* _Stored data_
↓
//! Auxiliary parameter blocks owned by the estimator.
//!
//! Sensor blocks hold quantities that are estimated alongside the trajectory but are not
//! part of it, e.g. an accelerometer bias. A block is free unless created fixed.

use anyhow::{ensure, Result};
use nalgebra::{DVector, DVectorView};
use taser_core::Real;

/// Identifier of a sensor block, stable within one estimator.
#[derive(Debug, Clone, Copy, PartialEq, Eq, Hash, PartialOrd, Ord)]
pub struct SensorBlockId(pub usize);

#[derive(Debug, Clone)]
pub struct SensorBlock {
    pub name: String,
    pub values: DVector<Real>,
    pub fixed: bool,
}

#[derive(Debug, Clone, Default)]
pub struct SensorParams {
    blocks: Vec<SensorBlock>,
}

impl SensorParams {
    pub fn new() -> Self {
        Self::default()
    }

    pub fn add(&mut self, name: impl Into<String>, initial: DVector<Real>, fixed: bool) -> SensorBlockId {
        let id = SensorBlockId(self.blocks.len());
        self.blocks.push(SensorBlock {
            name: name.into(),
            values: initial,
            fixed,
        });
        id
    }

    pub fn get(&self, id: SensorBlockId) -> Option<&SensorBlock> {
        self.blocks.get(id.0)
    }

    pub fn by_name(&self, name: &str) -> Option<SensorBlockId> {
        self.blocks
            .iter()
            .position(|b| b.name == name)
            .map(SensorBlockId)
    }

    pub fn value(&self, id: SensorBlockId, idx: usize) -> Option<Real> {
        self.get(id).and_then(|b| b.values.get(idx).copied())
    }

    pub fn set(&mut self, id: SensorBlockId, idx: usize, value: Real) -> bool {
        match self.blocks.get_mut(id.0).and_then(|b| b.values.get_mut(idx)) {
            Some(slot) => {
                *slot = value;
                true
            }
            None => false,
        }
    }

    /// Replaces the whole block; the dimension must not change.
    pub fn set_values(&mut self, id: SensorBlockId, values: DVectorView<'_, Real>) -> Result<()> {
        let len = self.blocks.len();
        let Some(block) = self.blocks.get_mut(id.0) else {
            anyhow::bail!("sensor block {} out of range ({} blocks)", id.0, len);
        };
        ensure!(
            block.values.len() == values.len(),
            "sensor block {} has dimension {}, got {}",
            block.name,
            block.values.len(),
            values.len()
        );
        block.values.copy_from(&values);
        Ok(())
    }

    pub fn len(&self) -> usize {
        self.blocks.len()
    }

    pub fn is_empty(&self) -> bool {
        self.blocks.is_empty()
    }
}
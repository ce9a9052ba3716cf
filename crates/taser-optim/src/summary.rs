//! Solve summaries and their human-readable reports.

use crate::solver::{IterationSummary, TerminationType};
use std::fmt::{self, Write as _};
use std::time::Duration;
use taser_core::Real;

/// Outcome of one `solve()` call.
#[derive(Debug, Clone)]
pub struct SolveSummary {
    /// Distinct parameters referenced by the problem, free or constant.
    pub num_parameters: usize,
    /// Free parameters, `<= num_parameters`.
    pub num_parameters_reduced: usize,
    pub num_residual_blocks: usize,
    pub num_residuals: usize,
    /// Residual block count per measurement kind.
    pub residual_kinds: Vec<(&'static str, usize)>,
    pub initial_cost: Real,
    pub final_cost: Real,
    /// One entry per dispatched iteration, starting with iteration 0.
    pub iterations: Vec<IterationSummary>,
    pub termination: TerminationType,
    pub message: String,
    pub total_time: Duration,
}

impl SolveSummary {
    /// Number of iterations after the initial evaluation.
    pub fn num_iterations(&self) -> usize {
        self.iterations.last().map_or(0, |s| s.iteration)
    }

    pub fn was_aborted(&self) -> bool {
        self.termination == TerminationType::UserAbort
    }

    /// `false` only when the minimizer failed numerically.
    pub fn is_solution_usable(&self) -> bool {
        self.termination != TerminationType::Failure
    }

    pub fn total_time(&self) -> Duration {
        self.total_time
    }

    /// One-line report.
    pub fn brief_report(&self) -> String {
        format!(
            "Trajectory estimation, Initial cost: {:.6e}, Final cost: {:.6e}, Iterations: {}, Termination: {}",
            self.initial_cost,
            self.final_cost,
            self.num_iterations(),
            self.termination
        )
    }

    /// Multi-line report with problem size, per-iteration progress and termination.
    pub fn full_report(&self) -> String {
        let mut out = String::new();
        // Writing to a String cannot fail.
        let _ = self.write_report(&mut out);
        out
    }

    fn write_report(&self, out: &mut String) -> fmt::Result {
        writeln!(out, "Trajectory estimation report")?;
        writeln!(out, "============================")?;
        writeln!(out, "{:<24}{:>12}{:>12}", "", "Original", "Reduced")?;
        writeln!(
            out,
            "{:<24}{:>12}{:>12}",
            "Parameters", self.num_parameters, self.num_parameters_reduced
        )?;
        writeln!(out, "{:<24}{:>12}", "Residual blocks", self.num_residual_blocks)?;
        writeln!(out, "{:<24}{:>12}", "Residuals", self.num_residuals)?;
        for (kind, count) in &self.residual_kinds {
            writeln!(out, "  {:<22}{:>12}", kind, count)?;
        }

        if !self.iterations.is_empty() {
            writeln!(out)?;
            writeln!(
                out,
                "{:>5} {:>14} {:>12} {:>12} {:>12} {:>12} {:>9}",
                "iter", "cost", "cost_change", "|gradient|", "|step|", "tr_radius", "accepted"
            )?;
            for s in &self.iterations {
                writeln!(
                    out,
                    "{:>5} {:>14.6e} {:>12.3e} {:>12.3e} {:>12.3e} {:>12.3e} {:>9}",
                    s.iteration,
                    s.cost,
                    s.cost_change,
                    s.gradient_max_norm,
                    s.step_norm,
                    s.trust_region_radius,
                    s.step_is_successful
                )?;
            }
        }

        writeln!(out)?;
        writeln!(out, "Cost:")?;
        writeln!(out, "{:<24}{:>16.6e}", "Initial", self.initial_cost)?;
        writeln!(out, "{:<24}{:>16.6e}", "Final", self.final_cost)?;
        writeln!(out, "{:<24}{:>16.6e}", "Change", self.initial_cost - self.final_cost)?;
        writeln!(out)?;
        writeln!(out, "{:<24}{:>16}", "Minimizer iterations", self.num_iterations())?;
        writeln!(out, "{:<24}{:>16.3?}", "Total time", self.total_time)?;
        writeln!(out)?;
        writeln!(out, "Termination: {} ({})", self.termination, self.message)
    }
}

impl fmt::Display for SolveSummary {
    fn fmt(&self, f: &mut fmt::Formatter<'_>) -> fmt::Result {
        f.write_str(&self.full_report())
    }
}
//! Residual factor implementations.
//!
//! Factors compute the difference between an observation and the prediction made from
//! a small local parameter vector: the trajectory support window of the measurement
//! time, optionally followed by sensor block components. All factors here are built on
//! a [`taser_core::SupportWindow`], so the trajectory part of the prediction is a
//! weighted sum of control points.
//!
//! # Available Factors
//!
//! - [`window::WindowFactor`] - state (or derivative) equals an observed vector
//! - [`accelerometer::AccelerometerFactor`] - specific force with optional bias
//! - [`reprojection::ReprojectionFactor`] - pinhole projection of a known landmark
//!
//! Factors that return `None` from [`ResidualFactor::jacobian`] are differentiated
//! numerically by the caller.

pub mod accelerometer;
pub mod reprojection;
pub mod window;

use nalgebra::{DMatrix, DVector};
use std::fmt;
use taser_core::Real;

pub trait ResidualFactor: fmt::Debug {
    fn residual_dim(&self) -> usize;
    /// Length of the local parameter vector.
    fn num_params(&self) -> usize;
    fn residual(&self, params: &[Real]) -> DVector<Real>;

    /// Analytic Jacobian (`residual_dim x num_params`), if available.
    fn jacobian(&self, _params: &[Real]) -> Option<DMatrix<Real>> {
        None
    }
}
↑
* _Your task_
Print the data above exactly as it reads.

* _Result of the exercise_
//! Auxiliary parameter blocks owned by the estimator.
//!
//! Sensor blocks hold quantities that are estimated alongside the trajectory but are not
//! part of it, e.g. an accelerometer bias. A block is free unless created fixed.

use anyhow::{ensure, Result};
use nalgebra::{DVector, DVectorView};
use taser_core::Real;

/// Identifier of a sensor block, stable within one estimator.
#[derive(Debug, Clone, Copy, PartialEq, Eq, Hash, PartialOrd, Ord)]
pub struct SensorBlockId(pub usize);

#[derive(Debug, Clone)]
pub struct SensorBlock {
    pub name: String,
    pub values: DVector<Real>,
    pub fixed: bool,
}

#[derive(Debug, Clone, Default)]
pub struct SensorParams {
    blocks: Vec<SensorBlock>,
}

impl SensorParams {
    pub fn new() -> Self {
        Self::default()
    }

    pub fn add(&mut self, name: impl Into<String>, initial: DVector<Real>, fixed: bool) -> SensorBlockId {
        let id = SensorBlockId(self.blocks.len());
        self.blocks.push(SensorBlock {
            name: name.into(),
            values: initial,
            fixed,
        });
        id
    }

    pub fn get(&self, id: SensorBlockId) -> Option<&SensorBlock> {
        self.blocks.get(id.0)
    }

    pub fn by_name(&self, name: &str) -> Option<SensorBlockId> {
        self.blocks
            .iter()
            .position(|b| b.name == name)
            .map(SensorBlockId)
    }

    pub fn value(&self, id: SensorBlockId, idx: usize) -> Option<Real> {
        self.get(id).and_then(|b| b.values.get(idx).copied())
    }

    pub fn set(&mut self, id: SensorBlockId, idx: usize, value: Real) -> bool {
        match self.blocks.get_mut(id.0).and_then(|b| b.values.get_mut(idx)) {
            Some(slot) => {
                *slot = value;
                true
            }
            None => false,
        }
    }

    /// Replaces the whole block; the dimension must not change.
    pub fn set_values(&mut self, id: SensorBlockId, values: DVectorView<'_, Real>) -> Result<()> {
        let len = self.blocks.len();
        let Some(block) = self.blocks.get_mut(id.0) else {
            anyhow::bail!("sensor block {} out of range ({} blocks)", id.0, len);
        };
        ensure!(
            block.values.len() == values.len(),
            "sensor block {} has dimension {}, got {}",
            block.name,
            block.values.len(),
            values.len()
        );
        block.values.copy_from(&values);
        Ok(())
    }

    pub fn len(&self) -> usize {
        self.blocks.len()
    }

    pub fn is_empty(&self) -> bool {
        self.blocks.is_empty()
    }
}
repository ce9a9052ba3716cf
filename crates/taser-optim/src/summary.rs
//! Solve summaries and their human-readable reports.

use crate::solver::{IterationSummary, TerminationType};
use std::fmt::{self, Write as _};
use std::time::Duration;
use taser_core::Real;

/// Outcome of one `solve()` call.
#[derive(Debug, Clone)]
pub struct SolveSummary {
    /// Distinct parameters referenced by the problem, free or constant.
    pub num_parameters: usize,
    /// Free parameters, `<= num_parameters`.
    pub num_parameters_reduced: usize,
    pub num_residual_blocks: usize,
    pub num_residuals: usize,
    /// Residual block count per measurement kind.
    pub residual_kinds: Vec<(&'static str, usize)>,
    pub initial_cost: Real,
    pub final_cost: Real,
    /// One entry per dispatched iteration, starting with iteration 0.
    pub iterations: Vec<IterationSummary>,
    pub termination: TerminationType,
    pub message: String,
    pub total_time: Duration,
}

impl SolveSummary {
    /// Number of iterations after the initial evaluation.
    pub fn num_iterations(&self) -> usize {
        self.iterations.last().map_or(0, |s| s.iteration)
    }

    pub fn was_aborted(&self) -> bool {
        self.termination == TerminationType::UserAbort
    }

    /// `false` only when the minimizer failed numerically.
    pub fn is_solution_usable(&self) -> bool {
        self.termination != TerminationType::Failure
    }

    pub fn total_time(&self) -> Duration {
        self.total_time
    }

    /// One-line report.
    pub fn brief_report(&self) -> String {
        format!(
            "Trajectory estimation, Initial cost: {:.6e}, Final cost: {:.6e}, Iterations: {}, Termination: {}",
            self.initial_cost,
            self.final_cost,
            self.num_iterations(),
            self.termination
        )
    }

    /// Multi-line report with problem size, per-iteration progress and termination.
    pub fn full_report(&self) -> String {
        let mut out = String::new();
        // Writing to a String cannot fail.
        let _ = self.write_report(&mut out);
        out
    }

    fn write_report(&self, out: &mut String) -> fmt::Result {
        writeln!(out, "Trajectory estimation report")?;
        writeln!(out, "============================")?;
        writeln!(out, "{:<24}{:>12}{:>12}", "", "Original", "Reduced")?;
        writeln!(
            out,
            "{:<24}{:>12}{:>12}",
            "Parameters", self.num_parameters, self.num_parameters_reduced
        )?;
        writeln!(out, "{:<24}{:>12}", "Residual blocks", self.num_residual_blocks)?;
        writeln!(out, "{:<24}{:>12}", "Residuals", self.num_residuals)?;
        for (kind, count) in &self.residual_kinds {
            writeln!(out, "  {:<22}{:>12}", kind, count)?;
        }

        if !self.iterations.is_empty() {
            writeln!(out)?;
            writeln!(
                out,
                "{:>5} {:>14} {:>12} {:>12} {:>12} {:>12} {:>9}",
                "iter", "cost", "cost_change", "|gradient|", "|step|", "tr_radius", "accepted"
            )?;
            for s in &self.iterations {
                writeln!(
                    out,
                    "{:>5} {:>14.6e} {:>12.3e} {:>12.3e} {:>12.3e} {:>12.3e} {:>9}",
                    s.iteration,
                    s.cost,
                    s.cost_change,
                    s.gradient_max_norm,
                    s.step_norm,
                    s.trust_region_radius,
                    s.step_is_successful
                )?;
            }
        }

        writeln!(out)?;
        writeln!(out, "Cost:")?;
        writeln!(out, "{:<24}{:>16.6e}", "Initial", self.initial_cost)?;
        writeln!(out, "{:<24}{:>16.6e}", "Final", self.final_cost)?;
        writeln!(out, "{:<24}{:>16.6e}", "Change", self.initial_cost - self.final_cost)?;
        writeln!(out)?;
        writeln!(out, "{:<24}{:>16}", "Minimizer iterations", self.num_iterations())?;
        writeln!(out, "{:<24}{:>16.3?}", "Total time", self.total_time)?;
        writeln!(out)?;
        writeln!(out, "Termination: {} ({})", self.termination, self.message)
    }
}

impl fmt::Display for SolveSummary {
    fn fmt(&self, f: &mut fmt::Formatter<'_>) -> fmt::Result {
        f.write_str(&self.full_report())
    }
}
//! Residual factor implementations.
//!
//! Factors compute the difference between an observation and the prediction made from
//! a small local parameter vector: the trajectory support window of the measurement
//! time, optionally followed by sensor block components. All factors here are built on
//! a [`taser_core::SupportWindow`], so the trajectory part of the prediction is a
//! weighted sum of control points.
//!
//! # Available Factors
//!
//! - [`window::WindowFactor`] - state (or derivative) equals an observed vector
//! - [`accelerometer::AccelerometerFactor`] - specific force with optional bias
//! - [`reprojection::ReprojectionFactor`] - pinhole projection of a known landmark
//!
//! Factors that return `None` from [`ResidualFactor::jacobian`] are differentiated
//! numerically by the caller.

pub mod accelerometer;
pub mod reprojection;
pub mod window;

use nalgebra::{DMatrix, DVector};
use std::fmt;
use taser_core::Real;

pub trait ResidualFactor: fmt::Debug {
    fn residual_dim(&self) -> usize;
    /// Length of the local parameter vector.
    fn num_params(&self) -> usize;
    fn residual(&self, params: &[Real]) -> DVector<Real>;

    /// Analytic Jacobian (`residual_dim x num_params`), if available.
    fn jacobian(&self, _params: &[Real]) -> Option<DMatrix<Real>> {
        None
    }
}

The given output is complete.